Ce mardi 9 janvier 2023 s’ouvrait à la Cour d’Assise de Haute-Garonne le procès de six prévenus jugés pour associations de malfaiteurs en vue de commettre des actes criminels. En cause : un home-jacking particulièrement violent pour les deux retraités victimes, appelés à témoigner à la barre ce matin.
Les prénoms des protagonistes dans cette affaire ont été modifiés à des fins d’anonymat.
Il est près de dix-neuf heures le 27 décembre 2018, lorsque Brigitte et Gilbert, deux retraités habitant une maison cossue du quartier de la Côte Pavée à Toulouse, s’apprêtent à dîner devant la télévision. Alors affairée en cuisine pour clore les préparatifs du dîner, Brigitte entend sonner et se dirige spontanément vers la porte d’entrée pour ouvrir.
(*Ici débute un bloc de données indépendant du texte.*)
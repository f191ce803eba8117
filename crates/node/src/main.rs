//! `beryd-genesis`: inspect the network registry and build or verify genesis blocks.

pub mod config;

use beryd_consensus::money::COIN;
use beryd_consensus::{
    check_registry, hash256_to_hex, network_params, Network, NetworkParams, ParamsError,
};
use beryd_genesis::{build, verify_all, verify_network, GenesisBlock, GenesisOptions};
use beryd_log::{self as logging, log_debug, log_error, log_info, log_warn};
use beryd_pow::validation::{check_genesis_target, validate_pow_header};
use serde::Serialize;
use serde_json::json;

pub use config::{parse_args_from, usage, CliAction, Command, Config, GenesisOverrides};

pub fn run_entry() -> Result<(), String> {
    let cli = parse_args_from(std::env::args().skip(1))?;
    match cli {
        CliAction::PrintHelp => {
            println!("{}", usage());
            Ok(())
        }
        CliAction::PrintVersion => {
            println!("beryd-genesis {}", env!("CARGO_PKG_VERSION"));
            Ok(())
        }
        CliAction::Run(config) => {
            logging::init(config.log);
            if let Some(path) = &config.conf_path {
                log_debug!("loaded config {}", path.display());
            }
            if !config.unsupported_conf_keys.is_empty() {
                log_warn!(
                    "ignoring unsupported config keys: {}",
                    config.unsupported_conf_keys.join(", ")
                );
            }
            let output = run_command(&config)?;
            println!("{output}");
            Ok(())
        }
    }
}

/// Executes the configured command and returns what should be printed.
pub fn run_command(config: &Config) -> Result<String, String> {
    if config.command != Command::Genesis && !config.overrides.is_empty() {
        log_warn!("genesis overrides are ignored by this command");
    }
    match config.command {
        Command::Networks => Ok(networks_output(config.json)),
        Command::Params => params_output(network_params(config.network), config.json),
        Command::Genesis => genesis_output(config),
        Command::Verify => verify_output(config),
    }
}

#[derive(Serialize)]
struct NetworkSummary {
    network: &'static str,
    magic: String,
    port: u16,
    rpc_port: u16,
    genesis_hash: String,
}

fn network_summary(params: &NetworkParams) -> NetworkSummary {
    NetworkSummary {
        network: params.network.as_str(),
        magic: format!("{:#010x}", params.magic),
        port: params.port,
        rpc_port: params.rpc_port,
        genesis_hash: hash256_to_hex(params.genesis_hash()),
    }
}

fn networks_output(as_json: bool) -> String {
    let summaries: Vec<NetworkSummary> = Network::ALL
        .into_iter()
        .map(|network| network_summary(network_params(network)))
        .collect();
    if as_json {
        return json!(summaries).to_string();
    }
    summaries
        .iter()
        .map(|summary| {
            format!(
                "{:<8} magic {} port {:<5} rpc {:<5} genesis {}",
                summary.network, summary.magic, summary.port, summary.rpc_port, summary.genesis_hash
            )
        })
        .collect::<Vec<_>>()
        .join("\n")
}

fn params_output(params: &NetworkParams, as_json: bool) -> Result<String, String> {
    let genesis = &params.genesis;
    let pow = &params.pow;
    let prefixes = &params.address_prefix;
    let checkpoints: Vec<_> = params
        .checkpoints
        .iter()
        .map(|(height, hash)| json!({ "height": height, "hash": hash256_to_hex(hash) }))
        .collect();
    let deployments: Vec<_> = params
        .deploys
        .iter()
        .map(|deployment| {
            json!({
                "name": deployment.name,
                "bit": deployment.bit,
                "start_time": deployment.start_time,
                "timeout": deployment.timeout,
                "force": deployment.force,
            })
        })
        .collect();

    let value = json!({
        "network": params.network.as_str(),
        "magic": format!("{:#010x}", params.magic),
        "port": params.port,
        "rpc_port": params.rpc_port,
        "seeds": params.seeds,
        "halving_interval": params.halving_interval,
        "genesis": {
            "hash": hash256_to_hex(&genesis.hash),
            "merkle_root": hash256_to_hex(&genesis.merkle_root),
            "version": genesis.version,
            "time": genesis.time,
            "bits": format!("{:#010x}", genesis.bits),
            "nonce": genesis.nonce,
        },
        "pow": {
            "limit": hash256_to_hex(&pow.limit),
            "bits": format!("{:#010x}", pow.bits),
            "target_timespan": pow.target_timespan,
            "target_spacing": pow.target_spacing,
            "retarget_interval": pow.retarget_interval,
            "target_reset": pow.target_reset,
            "no_retargeting": pow.no_retargeting,
        },
        "checkpoints": checkpoints,
        "deployments": deployments,
        "address_prefix": {
            "pubkeyhash": prefixes.pubkeyhash,
            "scripthash": prefixes.scripthash,
            "witnesspubkeyhash": prefixes.witnesspubkeyhash,
            "witnessscripthash": prefixes.witnessscripthash,
            "bech32": prefixes.bech32,
        },
        "privkey_prefix": params.key_prefix.privkey,
        "min_relay": params.min_relay,
        "require_standard": params.require_standard,
    });
    if as_json {
        return serde_json::to_string_pretty(&value).map_err(|err| err.to_string());
    }

    let mut lines = vec![
        format!("network: {}", params.network),
        format!("magic: {:#010x}", params.magic),
        format!("port: {} (rpc {})", params.port, params.rpc_port),
        format!("seeds: {}", params.seeds.join(", ")),
        format!("genesis hash: {}", hash256_to_hex(&genesis.hash)),
        format!("genesis merkle root: {}", hash256_to_hex(&genesis.merkle_root)),
        format!(
            "genesis header: version {} time {} bits {:#010x} nonce {}",
            genesis.version, genesis.time, genesis.bits, genesis.nonce
        ),
        format!("pow limit: {}", hash256_to_hex(&pow.limit)),
        format!(
            "pow retarget: every {} blocks, timespan {}s, spacing {}s{}",
            pow.retarget_interval,
            pow.target_timespan,
            pow.target_spacing,
            if pow.no_retargeting { " (disabled)" } else { "" }
        ),
        format!("halving interval: {}", params.halving_interval),
        format!(
            "address prefixes: pubkeyhash {} scripthash {} bech32 {}",
            prefixes.pubkeyhash, prefixes.scripthash, prefixes.bech32
        ),
        format!("privkey prefix: {}", params.key_prefix.privkey),
        format!(
            "min relay fee: {} ({}.{:08} per kB)",
            params.min_relay,
            params.min_relay / COIN,
            params.min_relay % COIN
        ),
    ];
    for (height, hash) in &params.checkpoints {
        lines.push(format!("checkpoint {height}: {}", hash256_to_hex(hash)));
    }
    for deployment in &params.deploys {
        lines.push(format!(
            "deployment {}: bit {} start {} timeout {}",
            deployment.name, deployment.bit, deployment.start_time, deployment.timeout
        ));
    }
    Ok(lines.join("\n"))
}

fn genesis_output(config: &Config) -> Result<String, String> {
    let params = network_params(config.network);
    let recorded = GenesisOptions::for_network(params).map_err(|err| err.to_string())?;
    let options = config.overrides.apply(recorded);
    let genesis = build(&options).map_err(|err| err.to_string())?;

    let meets_target = validate_pow_header(&genesis.block.header, params).is_ok();
    if !meets_target {
        log_debug!(
            "{} genesis hash {} does not meet target {:#010x}",
            params.network,
            genesis.hash_hex(),
            genesis.block.header.bits
        );
    }
    let matches_registry = genesis.hash == params.genesis.hash;
    if config.overrides.is_empty() && !matches_registry {
        log_error!(
            "{} genesis rebuilt as {}, registry records {}",
            params.network,
            genesis.hash_hex(),
            hash256_to_hex(&params.genesis.hash)
        );
    }

    if config.json {
        return Ok(json!({
            "network": params.network.as_str(),
            "hash": genesis.hash_hex(),
            "merkle_root": genesis.merkle_root_hex(),
            "raw": genesis.raw_hex(),
            "size": genesis.raw.len(),
            "meets_target": meets_target,
            "matches_registry": matches_registry,
        })
        .to_string());
    }
    Ok(genesis_lines(params.network, &genesis))
}

fn genesis_lines(network: Network, genesis: &GenesisBlock) -> String {
    [
        format!("{network} hash: {}", genesis.hash_hex()),
        format!("{network} merkle root: {}", genesis.merkle_root_hex()),
        format!("{network} raw: {}", genesis.raw_hex()),
    ]
    .join("\n")
}

fn verify_output(config: &Config) -> Result<String, String> {
    let results = if config.network_set {
        let params = network_params(config.network);
        vec![(config.network, verify_network(params))]
    } else {
        verify_all()
    };

    let mut failures = 0usize;
    let mut entries = Vec::with_capacity(results.len());
    for (network, result) in results {
        let params = network_params(network);
        let mut problems: Vec<String> = Vec::new();
        if let Err(err) = &result {
            problems.push(err.to_string());
        }
        if let Err(errors) = params.check() {
            problems.extend(errors.iter().map(|err| err.to_string()));
        }
        if let Err(err) = check_genesis_target(params) {
            problems.push(format!("genesis target: {err}"));
        }
        if !problems.is_empty() {
            failures += 1;
        }
        entries.push((network, result.ok(), problems));
    }

    // Cross-network rules only make sense over the whole registry.
    let registry = if config.network_set {
        None
    } else {
        Some(registry_problems(check_registry()))
    };
    if matches!(&registry, Some(problems) if !problems.is_empty()) {
        failures += 1;
    }

    let output = if config.json {
        let values: Vec<_> = entries
            .iter()
            .map(|(network, genesis, problems)| {
                json!({
                    "network": network.as_str(),
                    "ok": problems.is_empty(),
                    "hash": genesis.as_ref().map(GenesisBlock::hash_hex),
                    "errors": problems,
                })
            })
            .collect();
        let registry = registry.as_ref().map(|problems| {
            json!({ "ok": problems.is_empty(), "errors": problems })
        });
        json!({ "networks": values, "registry": registry }).to_string()
    } else {
        let mut lines: Vec<String> = entries
            .iter()
            .map(|(network, genesis, problems)| match (genesis, problems.is_empty()) {
                (Some(genesis), true) => format!("{network}: ok {}", genesis.hash_hex()),
                _ => format!("{network}: FAILED {}", problems.join("; ")),
            })
            .collect();
        match &registry {
            Some(problems) if problems.is_empty() => lines.push("registry: ok".to_string()),
            Some(problems) => lines.push(format!("registry: FAILED {}", problems.join("; "))),
            None => {}
        }
        lines.join("\n")
    };

    if failures > 0 {
        return Err(format!("{output}\n{failures} check(s) failed verification"));
    }
    log_info!("verified {} network(s)", entries.len());
    Ok(output)
}

/// Keeps the cross-network registry errors; per-entry errors are reported per network.
fn registry_problems(result: Result<(), Vec<ParamsError>>) -> Vec<String> {
    result
        .err()
        .unwrap_or_default()
        .iter()
        .filter(|err| {
            matches!(
                err,
                ParamsError::NetworkMismatch { .. } | ParamsError::DuplicateMagic { .. }
            )
        })
        .map(ToString::to_string)
        .collect()
}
Alors qu’elle pense avoir à faire aux traditionnels étrennes de fin d’année, elle se retrouve violemment projetée au sol à peine la porte entrouverte. S’engagent alors deux hommes cagoulés respectivement armés d’un taser et d’une arme de poing. Alerté par les cris de sa femme, Gilbert déboule dans le salon et n’en croit pas ses yeux. Sa femme est au sol apeurée, une arme à feu sur la tempe. Ils sont ensuite tous deux ligotés et dépouillés de leurs effets personnels de valeur.
Des victimes encore traumatisées
Près de cinq ans après les faits, le couple de retraités s’exprime encore la voix chevrotante en se replongeant, à la barre, dans les détails de cette affaire. Dans le box des accusés, cinq hommes et une femme. Récidivistes, les deux individus armés au moment des faits encourent la prison à perpétuité. Un troisième individu risque dix ans. Tandis qu’un couple d’une cinquantaine d’années et un autre homme, reliés à l’affaire grâce à la téléphonie, risquent cinq années de réclusion.
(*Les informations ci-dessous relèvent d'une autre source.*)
//! Hash type and hexadecimal conversions.
//!
//! Hashes are stored in wire order (little-endian). Their display form is the
//! byte-reversed hex string used by block explorers and the registry literals.

pub type Hash256 = [u8; 32];

#[derive(Debug, Clone, Copy, PartialEq, Eq)]
pub enum HexError {
    InvalidLength,
    InvalidHex,
}

impl std::fmt::Display for HexError {
    fn fmt(&self, f: &mut std::fmt::Formatter<'_>) -> std::fmt::Result {
        match self {
            HexError::InvalidLength => write!(f, "invalid hex length"),
            HexError::InvalidHex => write!(f, "invalid hex character"),
        }
    }
}

impl std::error::Error for HexError {}

/// Parses a display-order hash and returns it in wire order.
pub fn hash256_from_hex(input: &str) -> Result<Hash256, HexError> {
    let mut hex = input.trim();
    if let Some(stripped) = hex.strip_prefix("0x").or_else(|| hex.strip_prefix("0X")) {
        hex = stripped;
    }
    if hex.len() != 64 {
        return Err(HexError::InvalidLength);
    }

    let bytes = hex_to_bytes(hex)?;
    let mut hash = [0u8; 32];
    hash.copy_from_slice(&bytes);
    hash.reverse();
    Ok(hash)
}

/// Formats a wire-order hash in display order.
pub fn hash256_to_hex(hash: &Hash256) -> String {
    let mut reversed = *hash;
    reversed.reverse();
    bytes_to_hex(&reversed)
}

pub fn bytes_to_hex(bytes: &[u8]) -> String {
    const HEX: &[u8; 16] = b"0123456789abcdef";
    let mut out = String::with_capacity(bytes.len() * 2);
    for byte in bytes {
        out.push(HEX[(byte >> 4) as usize] as char);
        out.push(HEX[(byte & 0x0f) as usize] as char);
    }
    out
}

pub fn hex_to_bytes(input: &str) -> Result<Vec<u8>, HexError> {
    let hex = input.trim();
    if hex.len() % 2 == 1 {
        return Err(HexError::InvalidLength);
    }
    let mut bytes = Vec::with_capacity(hex.len() / 2);
    let mut iter = hex.as_bytes().iter().copied();
    while let (Some(high), Some(low)) = (iter.next(), iter.next()) {
        let high = decode_hex_digit(high).ok_or(HexError::InvalidHex)?;
        let low = decode_hex_digit(low).ok_or(HexError::InvalidHex)?;
        bytes.push(high << 4 | low);
    }
    Ok(bytes)
}

fn decode_hex_digit(byte: u8) -> Option<u8> {
    match byte {
        b'0'..=b'9' => Some(byte - b'0'),
        b'a'..=b'f' => Some(byte - b'a' + 10),
        b'A'..=b'F' => Some(byte - b'A' + 10),
        _ => None,
    }
}

#[cfg(test)]
mod tests {
    use super::*;

    #[test]
    fn display_hex_is_reversed_wire_order() {
        let hash = hash256_from_hex(
            "000000000019d6689c085ae165831e934ff763ae46a2a6c172b3f1b60a8ce26f",
        )
        .expect("hash");
        assert_eq!(hash[0], 0x6f);
        assert_eq!(hash[31], 0x00);
        assert_eq!(
            hash256_to_hex(&hash),
            "000000000019d6689c085ae165831e934ff763ae46a2a6c172b3f1b60a8ce26f"
        );
    }

    #[test]
    fn reversing_twice_is_identity() {
        let original: Hash256 = std::array::from_fn(|i| i as u8);
        let mut hash = original;
        hash.reverse();
        assert_ne!(hash, original);
        hash.reverse();
        assert_eq!(hash, original);
    }

    #[test]
    fn rejects_bad_hashes() {
        assert_eq!(hash256_from_hex("00"), Err(HexError::InvalidLength));
        assert_eq!(
            hash256_from_hex(&"zz".repeat(32)),
            Err(HexError::InvalidHex)
        );
        assert_eq!(hex_to_bytes("abc"), Err(HexError::InvalidLength));
    }

    #[test]
    fn hex_bytes_roundtrip() {
        let bytes = hex_to_bytes("00ffA0").expect("hex");
        assert_eq!(bytes, vec![0x00, 0xff, 0xa0]);
        assert_eq!(bytes_to_hex(&bytes), "00ffa0");
        assert_eq!(hex_to_bytes("").expect("empty"), Vec::<u8>::new());
    }
}
//! Leveled stderr logging shared by the beryd crates.
//!
//! Output goes to stderr as either plain text or one JSON object per line.
//! Tests can collect records emitted on their own thread with [`capture`].

use std::cell::RefCell;
use std::fmt;
use std::io::{self, Write};
use std::str::FromStr;
use std::sync::atomic::{AtomicBool, AtomicU8, Ordering};
use std::time::{Duration, SystemTime, UNIX_EPOCH};

use serde_json::json;

#[derive(Clone, Copy, Debug, Eq, PartialEq, Ord, PartialOrd)]
pub enum Level {
    Error = 1,
    Warn = 2,
    Info = 3,
    Debug = 4,
    Trace = 5,
}

impl Level {
    pub fn as_str(self) -> &'static str {
        match self {
            Self::Error => "ERROR",
            Self::Warn => "WARN",
            Self::Info => "INFO",
            Self::Debug => "DEBUG",
            Self::Trace => "TRACE",
        }
    }

    fn from_u8(raw: u8) -> Self {
        match raw {
            1 => Self::Error,
            2 => Self::Warn,
            3 => Self::Info,
            4 => Self::Debug,
            _ => Self::Trace,
        }
    }
}

impl fmt::Display for Level {
    fn fmt(&self, f: &mut fmt::Formatter<'_>) -> fmt::Result {
        f.write_str(self.as_str())
    }
}

impl FromStr for Level {
    type Err = ParseError;

    fn from_str(raw: &str) -> Result<Self, Self::Err> {
        match raw.trim().to_ascii_lowercase().as_str() {
            "error" => Ok(Self::Error),
            "warn" | "warning" => Ok(Self::Warn),
            "info" => Ok(Self::Info),
            "debug" => Ok(Self::Debug),
            "trace" => Ok(Self::Trace),
            _ => Err(ParseError::Level(raw.to_string())),
        }
    }
}

#[derive(Clone, Copy, Debug, Eq, PartialEq)]
pub enum Format {
    Text = 0,
    Json = 1,
}

impl FromStr for Format {
    type Err = ParseError;

    fn from_str(raw: &str) -> Result<Self, Self::Err> {
        match raw.trim().to_ascii_lowercase().as_str() {
            "text" => Ok(Self::Text),
            "json" => Ok(Self::Json),
            _ => Err(ParseError::Format(raw.to_string())),
        }
    }
}

#[derive(Clone, Debug, Eq, PartialEq)]
pub enum ParseError {
    Level(String),
    Format(String),
}

impl fmt::Display for ParseError {
    fn fmt(&self, f: &mut fmt::Formatter<'_>) -> fmt::Result {
        match self {
            ParseError::Level(raw) => {
                write!(f, "invalid log level '{raw}' (expected error|warn|info|debug|trace)")
            }
            ParseError::Format(raw) => write!(f, "invalid log format '{raw}' (expected text|json)"),
        }
    }
}

impl std::error::Error for ParseError {}

#[derive(Clone, Copy, Debug, Eq, PartialEq)]
pub struct LogConfig {
    pub level: Level,
    pub format: Format,
    pub timestamps: bool,
}

impl Default for LogConfig {
    fn default() -> Self {
        Self {
            level: Level::Info,
            format: Format::Text,
            timestamps: true,
        }
    }
}

static LOG_LEVEL: AtomicU8 = AtomicU8::new(Level::Info as u8);
static LOG_FORMAT: AtomicU8 = AtomicU8::new(Format::Text as u8);
static LOG_TIMESTAMPS: AtomicBool = AtomicBool::new(true);

pub fn init(config: LogConfig) {
    LOG_LEVEL.store(config.level as u8, Ordering::Relaxed);
    LOG_FORMAT.store(config.format as u8, Ordering::Relaxed);
    LOG_TIMESTAMPS.store(config.timestamps, Ordering::Relaxed);
}

pub fn max_level() -> Level {
    Level::from_u8(LOG_LEVEL.load(Ordering::Relaxed))
}

#[derive(Clone, Debug)]
pub struct CapturedLog {
    pub ts_ms: u64,
    pub level: Level,
    pub target: &'static str,
    pub msg: String,
}

thread_local! {
    static CAPTURE: RefCell<Option<Vec<CapturedLog>>> = const { RefCell::new(None) };
}

/// Records every log emitted on the current thread until the guard drops.
///
/// Captured records include levels filtered out of stderr output.
pub fn capture() -> CaptureGuard {
    CAPTURE.with(|slot| *slot.borrow_mut() = Some(Vec::new()));
    CaptureGuard { _private: () }
}

pub struct CaptureGuard {
    _private: (),
}

impl CaptureGuard {
    pub fn records(&self) -> Vec<CapturedLog> {
        CAPTURE.with(|slot| slot.borrow().clone().unwrap_or_default())
    }

    /// Messages logged at exactly `level`, oldest first.
    pub fn messages(&self, level: Level) -> Vec<String> {
        self.records()
            .into_iter()
            .filter(|record| record.level == level)
            .map(|record| record.msg)
            .collect()
    }
}

impl Drop for CaptureGuard {
    fn drop(&mut self) {
        CAPTURE.with(|slot| *slot.borrow_mut() = None);
    }
}

fn capturing() -> bool {
    CAPTURE.with(|slot| slot.borrow().is_some())
}

pub fn enabled(level: Level) -> bool {
    level <= max_level() || capturing()
}

pub fn log(level: Level, target: &'static str, args: fmt::Arguments<'_>) {
    let now = SystemTime::now()
        .duration_since(UNIX_EPOCH)
        .unwrap_or_default();
    let ts_ms: u64 = now.as_millis().try_into().unwrap_or(u64::MAX);

    if capturing() {
        let record = CapturedLog {
            ts_ms,
            level,
            target,
            msg: args.to_string(),
        };
        CAPTURE.with(|slot| {
            if let Some(records) = slot.borrow_mut().as_mut() {
                records.push(record);
            }
        });
    }

    if level > max_level() {
        return;
    }

    let mut out = io::stderr().lock();
    let format = match LOG_FORMAT.load(Ordering::Relaxed) {
        1 => Format::Json,
        _ => Format::Text,
    };
    match format {
        Format::Text => {
            if LOG_TIMESTAMPS.load(Ordering::Relaxed) {
                let _ = write!(out, "{} ", format_timestamp(now));
            }
            let _ = writeln!(out, "{level} {target}: {args}");
        }
        Format::Json => {
            let line = json!({
                "ts_ms": ts_ms,
                "level": level.as_str(),
                "target": target,
                "msg": args.to_string(),
            });
            let _ = writeln!(out, "{line}");
        }
    }
}

#[macro_export]
macro_rules! log_at {
    ($level:expr, $($arg:tt)*) => {{
        if $crate::enabled($level) {
            $crate::log($level, module_path!(), format_args!($($arg)*));
        }
    }};
}

#[macro_export]
macro_rules! log_error {
    ($($arg:tt)*) => {{
        $crate::log_at!($crate::Level::Error, $($arg)*);
    }};
}

#[macro_export]
macro_rules! log_warn {
    ($($arg:tt)*) => {{
        $crate::log_at!($crate::Level::Warn, $($arg)*);
    }};
}

#[macro_export]
macro_rules! log_info {
    ($($arg:tt)*) => {{
        $crate::log_at!($crate::Level::Info, $($arg)*);
    }};
}

#[macro_export]
macro_rules! log_debug {
    ($($arg:tt)*) => {{
        $crate::log_at!($crate::Level::Debug, $($arg)*);
    }};
}

/// RFC 3339 UTC timestamp with millisecond precision.
pub fn format_timestamp(since_epoch: Duration) -> String {
    const SECS_PER_DAY: u64 = 86_400;
    let secs = since_epoch.as_secs();
    let (year, month, day) = civil_from_days((secs / SECS_PER_DAY) as i64);
    let secs_of_day = secs % SECS_PER_DAY;
    format!(
        "{year:04}-{month:02}-{day:02}T{:02}:{:02}:{:02}.{:03}Z",
        secs_of_day / 3600,
        (secs_of_day % 3600) / 60,
        secs_of_day % 60,
        since_epoch.subsec_millis()
    )
}

// Howard Hinnant's days-to-civil conversion.
fn civil_from_days(days_since_unix_epoch: i64) -> (i32, u32, u32) {
    let z = days_since_unix_epoch + 719_468;
    let era = if z >= 0 { z } else { z - 146_096 } / 146_097;
    let doe = (z - era * 146_097) as u32;
    let yoe = (doe - doe / 1460 + doe / 36_524 - doe / 146_096) / 365;
    let y = (yoe as i32) + (era as i32) * 400;
    let doy = doe - (365 * yoe + yoe / 4 - yoe / 100);
    let mp = (5 * doy + 2) / 153;
    let d = doy - (153 * mp + 2) / 5 + 1;
    let m = if mp < 10 { mp + 3 } else { mp - 9 };
    (y + i32::from(m <= 2), m, d)
}

#[cfg(test)]
mod tests {
    use super::*;

    #[test]
    fn parse_level() {
        assert_eq!("info".parse::<Level>(), Ok(Level::Info));
        assert_eq!("WARN".parse::<Level>(), Ok(Level::Warn));
        assert_eq!("warning".parse::<Level>(), Ok(Level::Warn));
        assert_eq!("debug".parse::<Level>(), Ok(Level::Debug));
        assert_eq!(
            "nope".parse::<Level>(),
            Err(ParseError::Level("nope".to_string()))
        );
    }

    #[test]
    fn parse_format() {
        assert_eq!("text".parse::<Format>(), Ok(Format::Text));
        assert_eq!("JSON".parse::<Format>(), Ok(Format::Json));
        assert!("nope".parse::<Format>().is_err());
    }

    #[test]
    fn timestamps_are_utc() {
        assert_eq!(
            format_timestamp(Duration::from_millis(1_231_006_505_042)),
            "2009-01-03T18:15:05.042Z"
        );
        assert_eq!(format_timestamp(Duration::ZERO), "1970-01-01T00:00:00.000Z");
    }

    #[test]
    fn capture_sees_filtered_levels_on_this_thread() {
        let guard = capture();
        log_debug!("resolved {} inputs", 4);
        log_error!("broken");
        assert_eq!(guard.messages(Level::Debug), vec!["resolved 4 inputs"]);
        assert_eq!(guard.messages(Level::Error), vec!["broken"]);

        let other = std::thread::spawn(|| {
            log_info!("elsewhere");
            capturing()
        });
        assert!(!other.join().unwrap());
        assert!(guard.messages(Level::Info).is_empty());

        drop(guard);
        assert!(!capturing());
    }
}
Les nombreux appels et SMS interceptés par les enquêteurs ont permis de mettre au jour une véritable petite organisation criminelle bien huilée. Réunions de préparation, rôles assignés pour s’équiper dans les règles et agenda strictement tenu… La chambre du tribunal correctionnel, en charge du jugement en première instance, n’a pas hésité longuement avant de renvoyer ce procès aux assises.
Dès les premières minutes, une scène surréaliste interrompt la longue introduction du procès par le président. Après une courte présentation individuels des prévenus, l’un des protagonistes risquant la prison à vie dans ce dossier se lève et lance au couple de retraités : « En tant qu’ancien braqueur de banque, je peux vous dire qu’on a jamais commis de violence envers qui que ce soit. Vu ce que j’ai vu dans ma vie et entendu en prison, je peux vous dire que vous vous en sortez bien ! ».
Déconfit, le président de la Cour le stoppe net, visiblement agacé de voir le prévenu enjamber l’ordre des débats avec si peu de délicatesse. Avant de l’interroger : « Un braquage ce n’est pas de la violence ? ». « Morale oui mais physique certainement pas ! », rétorque le prévenu, convaincu de sa bonne foi. Les avocats de la défense se regardent étonnés. L’un d’eux sourit.
Le procès, découpé en plusieurs sessions qui devraient courir jusqu’à la fin du mois, est lancé.
« J’ai même cru que c’était des copains qui nous faisaient une mauvaise blague »
Lorsqu’il revient sur cette nuit d’horreur, Gilbert n’en revient toujours pas. « Sur le moment je comprends pas tout de suite, je crois à une plaisanterie. Quand je vois dans le salon ces types masqués et armés me braquer c’est difficile de réaliser. J’ai même cru que c’était des copains qui nous faisaient une mauvaise blague. »
Avant de revenir sur les précédents propos du prévenu : « Tout ça, c’est de la violence et c’est insupportable d’entendre que l’on s’en sort bien après tout ce temps ! Vous devriez revoir votre axe de défense car si c’est votre argumentaire ‘vous êtes en vie, fin de l’histoire’ ça risque d’être un peu léger ».
À la demande du juge, le retraité poursuit son récit.
Lorsque les braqueurs conduisent le retraité à son coffre fort et réalise qu’il n’y a que 4000 euros, ils deviennent agressifs et demandent où est le reste. Un élément qui a aussitôt interrogé les enquêteurs. Visiblement, les braqueurs savaient ce qu’ils faisaient et où ils mettaient les pieds.
Mais pourquoi et comment ? C’est la question que pose l’avocate générale en guise de conclusion de l’ouverture de ce procès.
La suite des débats permettra notamment d’éclairer les détails d’un deuxième vol similaire commis en Espagne avec un scénario toutefois différent : les prévenus se seraient grimés en faux policiers pour entrer en contact avec leurs victimes.